On June 11, Turkey announced opening the majority of its international air, land, and sea borders; tourist travelers do not need any specific health documentation to enter/exit Turkey unless they are arriving for medical treatment. No quarantine is required.
U.S. citizens will be allowed to enter Ukraine if they can demonstrate that they have medical insurance covering all expenses related to COVID-19 treatment while on the territory of Ukraine. U.S. citizens entering Ukraine will be required to enter into self-quarantine if the Ministry of Health considers the United States a country with high incidence of COVID-19.
As of June 26, according to the State Department, there are no requirements for a PCR test or isolation for entering North Macedonia. Skopje Airport reopened for flights on July 1 and Ohrid Airport followed on July 2. Travelers displaying symptoms of COVID-19 infection such as a fever of 99.1 degrees Fahrenheit or higher and coughing may not be permitted to enter the airport and board their flights.
All other foreign nationals, including U.S. citizens, may enter the Croatia for business, tourism, or other pressing personal reasons, if they provide relevant proof. For tourists, according to the Croatia Ministry of the Interior, it is necessary to present a confirmation of the reservation or paid accommodation in one of the accommodation facilities in the Republic of Croatia (e.g. confirmation of the reservation of accommodation of all accommodation providers, permanent berth contract in a nautical tourism port, travel agency voucher, etc.)
Croatia has lifted mandatory self-isolation and quarantine restrictions for individuals entering Croatia. Instead, individuals are given a pamphlet with recommendations and instructions from the Croatian Institute of Public Health that they must follow for 14 days after entering the country.
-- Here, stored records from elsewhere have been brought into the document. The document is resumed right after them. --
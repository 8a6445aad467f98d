use super::view_model::BillboardDetailsViewModel;
use crate::shared::components::toast::use_toasts;
use crate::shared::icons::icon;
use crate::shared::page_frame::{PageFrame, PAGE_CAT_DETAIL};
use crate::shared::query::use_query_client;
use leptos::prelude::*;

#[component]
pub fn BillboardDetails(id: Option<String>, on_close: Callback<()>) -> impl IntoView {
    let vm = BillboardDetailsViewModel::new(use_query_client(), use_toasts());
    vm.load_if_needed(id);

    view! {
        <PageFrame page_id="a002_billboard--detail" category=PAGE_CAT_DETAIL>
            <div class="details-container billboard-details">
                <div class="details-header">
                    <h3>{move || if vm.is_edit_mode() { "Edit billboard" } else { "New billboard" }}</h3>
                </div>

                {move || vm.error.get().map(|e| view! { <div class="error">{e}</div> })}

                <div class="details-form">
                    <div class="form-group">
                        <label for="billboard-label">"Label"</label>
                        <input
                            type="text"
                            id="billboard-label"
                            prop:value=move || vm.form.get().label
                            on:input=move |ev| vm.form.update(|f| f.label = event_target_value(&ev))
                            placeholder="Billboard label"
                        />
                    </div>

                    <div class="form-group">
                        <label for="billboard-image">"Image URL"</label>
                        <input
                            type="url"
                            id="billboard-image"
                            prop:value=move || vm.form.get().image_url
                            on:input=move |ev| vm.form.update(|f| f.image_url = event_target_value(&ev))
                            placeholder="https://..."
                        />
                    </div>

                    {move || vm.preview_url().map(|url| view! {
                        <div class="billboard-details__preview">
                            <img src=url alt="Billboard preview" />
                        </div>
                    })}
                </div>

                <div class="details-actions">
                    <button
                        class="btn btn-primary"
                        on:click=move |_| vm.save_command(on_close)
                        disabled=move || !vm.is_form_valid() || vm.is_saving.get()
                    >
                        {icon("save")}
                        {move || if vm.is_edit_mode() { " Save" } else { " Create" }}
                    </button>
                    <button class="btn btn-secondary" on:click=move |_| on_close.run(())>
                        {icon("cancel")}
                        " Cancel"
                    </button>
                </div>
            </div>
        </PageFrame>
    }
}
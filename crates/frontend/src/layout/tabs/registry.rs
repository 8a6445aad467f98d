//! Tab content registry - единственный источник правды для маппинга tab.key → View
//!
//! Все tab keys собраны здесь в одном месте, включая detail-табы
//! (`<aggregate>_detail_<id>` и `<aggregate>_new`).

use crate::dashboards::d400_sales_analytics::ui::SalesAnalyticsDashboard;
use crate::domain::a001_category::ui::details::CategoryDetails;
use crate::domain::a001_category::ui::list::CategoryList;
use crate::domain::a002_billboard::ui::details::BillboardDetails;
use crate::domain::a002_billboard::ui::list::BillboardList;
use crate::domain::a003_product::ui::details::ProductDetails;
use crate::domain::a003_product::ui::list::ProductList;
use crate::layout::global_context::AppGlobalContext;
use crate::projections::p900_sales_invoice::ui::list::SalesInvoiceList;
use crate::projections::p901_sales_person_invoice::ui::list::SalesPersonInvoiceList;
use leptos::prelude::*;

/// Detail tab of an aggregate: `Some(Some(id))` for an existing record,
/// `Some(None)` for a new one, `None` when the key belongs to another tab.
fn parse_detail_key(key: &str, aggregate: &str) -> Option<Option<String>> {
    let rest = key.strip_prefix(aggregate)?;
    if rest == "_new" {
        return Some(None);
    }
    rest.strip_prefix("_detail_")
        .filter(|id| !id.is_empty())
        .map(|id| Some(id.to_string()))
}

/// Рендерит контент таба по его ключу.
///
/// `tabs_store` нужен detail-табам, чтобы закрыть себя после сохранения.
/// Для неизвестных ключей возвращается placeholder.
pub fn render_tab_content(key: &str, tabs_store: AppGlobalContext) -> AnyView {
    let key_for_close = key.to_string();
    let on_close = Callback::new(move |_| tabs_store.close_tab(&key_for_close));

    match key {
        // ═══════════════════════════════════════════════════════════════════
        // Dashboards
        // ═══════════════════════════════════════════════════════════════════
        "d400_sales_analytics" => view! { <SalesAnalyticsDashboard /> }.into_any(),

        // ═══════════════════════════════════════════════════════════════════
        // Projections
        // ═══════════════════════════════════════════════════════════════════
        "p900_sales_invoice" => view! { <SalesInvoiceList /> }.into_any(),
        "p901_sales_person_invoice" => view! { <SalesPersonInvoiceList /> }.into_any(),

        // ═══════════════════════════════════════════════════════════════════
        // Catalog
        // ═══════════════════════════════════════════════════════════════════
        "a001_category" => view! { <CategoryList /> }.into_any(),
        "a002_billboard" => view! { <BillboardList /> }.into_any(),
        "a003_product" => view! { <ProductList /> }.into_any(),

        k => {
            if let Some(id) = parse_detail_key(k, "a001_category") {
                return view! { <CategoryDetails id=id on_close=on_close /> }.into_any();
            }
            if let Some(id) = parse_detail_key(k, "a002_billboard") {
                return view! { <BillboardDetails id=id on_close=on_close /> }.into_any();
            }
            if let Some(id) = parse_detail_key(k, "a003_product") {
                return view! { <ProductDetails id=id on_close=on_close /> }.into_any();
            }
            log::warn!("Unknown tab type: {}", k);
            view! { <div class="placeholder">{"Not implemented yet"}</div> }.into_any()
        }
    }
}

#[cfg(test)]
mod tests {
    use super::*;

    #[test]
    fn test_parse_detail_key() {
        assert_eq!(
            parse_detail_key("a003_product_detail_p-1", "a003_product"),
            Some(Some("p-1".to_string()))
        );
        assert_eq!(parse_detail_key("a003_product_new", "a003_product"), Some(None));
        assert_eq!(parse_detail_key("a003_product", "a003_product"), None);
        assert_eq!(parse_detail_key("a003_product_detail_", "a003_product"), None);
        assert_eq!(parse_detail_key("a001_category_new", "a003_product"), None);
    }
}
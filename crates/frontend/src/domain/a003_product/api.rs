use crate::shared::api_utils::{self, entity_path, ApiError};
use crate::shared::query::QueryClient;
use contracts::domain::a001_category::aggregate::Category;
use contracts::domain::a003_product::aggregate::{Product, ProductDto};
use contracts::shared::api::{ListResponse, SavedEntity};
use contracts::shared::query::{ListQuery, PageState};

pub const COLLECTION: &str = "/api/products";
pub const MODULE: &str = "product";
pub const CONTEXT: &str = "product";

pub const SEARCH_FIELDS: &[(&str, &str)] = &[("name", "Name"), ("categoryName", "Category")];

const OPTIONS_LIMIT: u32 = 100;

pub async fn fetch_by_id(id: &str) -> Result<Product, ApiError> {
    api_utils::get_json(&entity_path(COLLECTION, id)).await
}

/// Categories for the product form picker
pub async fn fetch_category_options(client: QueryClient) -> Result<Vec<Category>, ApiError> {
    use crate::domain::a001_category::api as category_api;

    let mut query = ListQuery::new(category_api::MODULE);
    query.page = Some(PageState {
        limit: OPTIONS_LIMIT,
        ..Default::default()
    });
    let page: ListResponse<Category> = client.fetch_json(category_api::COLLECTION, &query).await?;
    Ok(page.data)
}

pub async fn save(dto: &ProductDto) -> Result<SavedEntity, ApiError> {
    match &dto.id {
        Some(id) => api_utils::patch_json(&entity_path(COLLECTION, id), dto).await,
        None => api_utils::post_json(COLLECTION, dto).await,
    }
}

pub async fn delete(id: &str) -> Result<(), ApiError> {
    api_utils::delete(&entity_path(COLLECTION, id)).await
}
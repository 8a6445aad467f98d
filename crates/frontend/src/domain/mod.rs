pub mod a001_category;
pub mod a002_billboard;
pub mod a003_product;
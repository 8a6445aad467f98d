use crate::layout::global_context::AppGlobalContext;
use crate::layout::tabs::TabsArea;
use crate::layout::Shell;
use crate::shared::components::toast::{ToastService, Toaster};
use crate::shared::query::{provide_query_client, provide_query_stores};
use leptos::prelude::*;

#[component]
pub fn App() -> impl IntoView {
    // Provide the AppGlobalContext store to the whole app via context.
    let ctx = AppGlobalContext::new();
    provide_context(ctx);
    provide_context(ToastService::new());

    // Filter / period / page / search stores outlive individual tabs
    provide_query_stores();
    provide_query_client();

    ctx.init_router_integration();
    ctx.load_companies();

    view! {
        <Shell center=|| view! { <TabsArea /> }.into_any() />
        <Toaster />
    }
}
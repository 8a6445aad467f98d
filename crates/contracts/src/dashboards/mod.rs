pub mod d400_sales_analytics;
use crate::domain::common::require_non_blank;
use serde::{Deserialize, Serialize};

/// Товар каталога вместе с остатком на складе
#[derive(Debug, Clone, PartialEq, Serialize, Deserialize)]
pub struct Product {
    pub id: String,
    pub name: String,
    pub price: f64,
    #[serde(rename = "categoryId")]
    pub category_id: String,
    #[serde(rename = "categoryName", default)]
    pub category_name: Option<String>,
    /// Stock on hand
    #[serde(default)]
    pub quantity: i64,
    #[serde(rename = "isFeatured", default)]
    pub is_featured: bool,
    #[serde(rename = "isArchived", default)]
    pub is_archived: bool,
    #[serde(rename = "createdAt", default)]
    pub created_at: Option<String>,
}

#[derive(Debug, Clone, Default, PartialEq, Serialize, Deserialize)]
pub struct ProductDto {
    #[serde(skip_serializing_if = "Option::is_none")]
    pub id: Option<String>,
    pub name: String,
    pub price: f64,
    #[serde(rename = "categoryId")]
    pub category_id: String,
    pub quantity: i64,
    #[serde(rename = "isFeatured")]
    pub is_featured: bool,
    #[serde(rename = "isArchived")]
    pub is_archived: bool,
}

impl ProductDto {
    pub fn validate(&self) -> Result<(), String> {
        require_non_blank(&self.name, "Name")?;
        if !self.price.is_finite() || self.price < 0.0 {
            return Err("Price must be a non-negative number".to_string());
        }
        require_non_blank(&self.category_id, "Category")?;
        if self.quantity < 0 {
            return Err("Quantity cannot be negative".to_string());
        }
        Ok(())
    }
}

impl From<Product> for ProductDto {
    fn from(p: Product) -> Self {
        Self {
            id: Some(p.id),
            name: p.name,
            price: p.price,
            category_id: p.category_id,
            quantity: p.quantity,
            is_featured: p.is_featured,
            is_archived: p.is_archived,
        }
    }
}

#[cfg(test)]
mod tests {
    use super::*;

    fn valid() -> ProductDto {
        ProductDto {
            id: None,
            name: "Sneakers".into(),
            price: 59.9,
            category_id: "c1".into(),
            quantity: 3,
            is_featured: false,
            is_archived: false,
        }
    }

    #[test]
    fn test_valid_product() {
        assert!(valid().validate().is_ok());
    }

    #[test]
    fn test_negative_price_rejected() {
        let mut dto = valid();
        dto.price = -1.0;
        assert!(dto.validate().is_err());
        dto.price = f64::NAN;
        assert!(dto.validate().is_err());
    }

    #[test]
    fn test_category_required() {
        let mut dto = valid();
        dto.category_id = " ".into();
        assert_eq!(dto.validate(), Err("Category is required".to_string()));
    }

    #[test]
    fn test_product_deserializes_with_defaults() {
        let json = r#"{"id":"p1","name":"Cap","price":12.5,"categoryId":"c1"}"#;
        let p: Product = serde_json::from_str(json).unwrap();
        assert_eq!(p.quantity, 0);
        assert!(!p.is_archived);
        assert_eq!(p.category_name, None);
    }
}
China and South Korea remain closed to outside visitors, and there is currently no indication on when it may open up to international tourists. Japan is considering letting in tourists from Thailand, Vietnam, Australia, and New Zealand in the upcoming months.
The Government of India passed a new order June 26, stating that air travel to and from India will be suspended until July 15, 2020.
Whereas domestic travel restrictions are loosening in some areas of the continent, foreign traveler bans are still in place in tourist hotspots like Kenya, Botswana, Namibia, and South Africa.
As of June 17, Rwanda is open for tourism and international travel can resume for charter flights.
On May 27, South Africa tourism minister Mmamoloko Kubayi-Ngubane said at a briefing that the country’s reopening date for international tourists would likely be early 2021.
Not for at least three more months, according to an April 23 statement by the country’s chief medical officer. And the only mention of international travel in Prime Minister Scott Morrison’s reopening plan comes in the final stage, when the country will consider allowing in other Pacific islanders and international students.
Tourists visiting Dubai will have to undergo a PCR nasal swab test before flying from their home country, and need to carry test-result documentation with them. Travelers who are able to show valid, recognized tests, and are not showing any COVID-19 symptoms, will not be quarantined or tested in Dubai. However, those who fail to undergo the test before traveling, will be screened by medics on arrival at Dubai airport. Children will also have to undergo tests to enter Dubai.